Associate Director, IT Business Partner – GxP Systems

The Role: 

Nuvalent is seeking a seasoned Associate Director, IT Business Partner – GxP Systems.    This individual is familiar with leading a skilled IT team in implementing GxP IT solutions across the Clinical, Quality and Regulatory pharmaceutical space.  In this hands-on role, you will work closely with the Quality, Regulatory, and Clinical teams to help identify, design, and support critical business applications at Nuvalent.  This position reports to the Vice President of Information Technology.

Responsibilities:

• Lead and manage the support of key IT applications for the GXP organization.
• Lead project lifecycle activities such as planning, requirement gathering, design, build, validation, implementation and post-implementation support of GxP applications.
• Act as the IT liaison between internal business partners and outside vendors.
• Ensure all GxP systems maintain compliance with 21 CFR Part 11 regulations by managing product release and update cycles.
• Works with Clinical, Quality, Regulatory, and IT teams to maintain GxP system and CSV SOPs.
• Responsible for all change control activities of the GxP platforms.
• Lead business stakeholders through the Business Analysis life cycle and Computer System Validation
• Identify and promote new platform features and drive adoption.
• Provide technical expertise on integration technologies such as APIs, Web Services and ETL to simplify our system landscape and enhance user experience.
• Ensure all service SLAs are met by developing strong partnerships with service providers.

Competencies Include: 

• Excellent problem solving, communication, and organization skills are required.
• Flexibility with changing priorities, ability to work well under pressure, and take on unfamiliar tasks is required.
• Ability to saliently communicate with end users is required.
• Ability to strategically plan, organize, and manage multiple projects simultaneously is required. 
• Strong work ethic with an ability to meet deadlines is required. 
• Some off-hours or evening work may be required.   

Qualifications:

• Bachelor or advanced degree in information technology/business solutions or equivalent work experience is required.
• Minimum of 10 years of pharmaceutical/biotech industry experience leading technology driven transformations.
• A minimum of three (3) years hands-on technical Veeva experience required.
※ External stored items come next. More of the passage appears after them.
//! Financial profile submission and retrieval.

use serde::Serialize;

use super::{PipelineContext, PipelineError, account::authenticate, stored};
use crate::control::{Maybe, Outcome};
use crate::domain::{
    FinancialProfile, FinancialSnapshot, IncomeSource, MonthlyIncome, Timestamp, UpsertOutcome,
};
use crate::validation::{
    FinancialError, RawRequest, parse_json, require_object, validate_financial,
    validate_legacy_financial,
};

/// Which payload schema a submission uses.
#[derive(Debug, Clone, Copy, PartialEq, Eq)]
pub enum FinancialSchema {
    /// `fuente_principal`, `ingreso_mensual`, ...
    Primary,
    /// The legacy desktop client's keys.
    Legacy,
}

/// Summary returned to the client after a submission.
#[derive(Debug, Clone, Copy, PartialEq, Serialize)]
pub struct FinancialSummary {
    /// Normalized income source.
    pub fuente_principal: IncomeSource,
    /// Monthly income as stored.
    pub ingreso_mensual: MonthlyIncome,
    /// Sum of the five expenses.
    pub total_gastos: f64,
    /// Income minus expenses; `None` for a range.
    pub disponible: Option<f64>,
}

impl From<&FinancialSnapshot> for FinancialSummary {
    fn from(snapshot: &FinancialSnapshot) -> Self {
        Self {
            fuente_principal: snapshot.fuente_principal,
            ingreso_mensual: snapshot.ingreso_mensual,
            total_gastos: snapshot.total_gastos,
            disponible: snapshot.disponible,
        }
    }
}

/// Result of a financial submission.
#[derive(Debug, Clone, Copy, PartialEq)]
pub struct FinancialSubmission {
    /// Whether the profile was created or replaced, and its identifier.
    pub outcome: UpsertOutcome,
    /// Derived totals.
    pub summary: FinancialSummary,
}

/// `authenticate -> parse -> validate -> upsert -> summarize`.
///
/// Running it twice for the same principal leaves one stored profile; the
/// second run reports [`UpsertOutcome::Updated`].
///
/// # Errors
///
/// Authentication, structural and validation failures, and resource
/// failures from the store.
pub fn submit_financial(
    context: &PipelineContext,
    token: Option<&str>,
    request: &RawRequest,
    schema: FinancialSchema,
) -> Outcome<FinancialSubmission, PipelineError> {
    authenticate(context, token)
        .bind(|principal| {
            parse_json(request)
                .bind(require_object)
                .map_err(FinancialError::from)
                .bind(|object| match schema {
                    FinancialSchema::Primary => validate_financial(object),
                    FinancialSchema::Legacy => validate_legacy_financial(object),
                })
                .map_err(PipelineError::from)
                .map(|snapshot| (principal, snapshot))
        })
        .bind(|(principal, snapshot)| {
            tracing::debug!(user = %principal.id, ?schema, "financial payload validated");
            stored(
                context
                    .financial_profiles
                    .upsert(principal.id, snapshot, Timestamp::now()),
            )
            .map(|outcome| FinancialSubmission {
                outcome,
                summary: FinancialSummary::from(&snapshot),
            })
        })
        .map(|submission| {
            tracing::info!(outcome = ?submission.outcome, "financial profile stored");
            submission
        })
}

/// `authenticate -> lookup`.
///
/// # Errors
///
/// Authentication failures and resource failures from the store. A missing
/// profile is a success carrying `Maybe::None`.
pub fn fetch_financial(
    context: &PipelineContext,
    token: Option<&str>,
) -> Outcome<Maybe<FinancialProfile>, PipelineError> {
    authenticate(context, token)
        .bind(|principal| stored(context.financial_profiles.find_by_user(&principal.id)))
}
Ideal candidates will have implemented various modules within Veeva and have experience with Vault QMS, Vault QualityDocs, Vault Training, and RIM Suite.
• Experience in development of Interfaces/Integration between Veeva platform and other systems.
• Experience with SDLC change control processes in a GxP environment.
• Experience with the implementation and management of cloud/SaaS systems in GxP environments.
• Prior experience in pharmaceutical/biotechnology industry and an understanding of clinical development and regulations (Good Clinical Practice, 21 CFR Part 11).
  • Skilled in business process mapping. Certification in Business Analysis (ex. PMI-PBA) desirable.
  • Experience in Project Management.
  • Demonstrated verbal and written communication skills.
  • Demonstrated analytical, problem-solving, and conceptual skills.
  • Strong teamwork and interpersonal skills.
  • Able to work effectively in a WFH environment using self-management principles.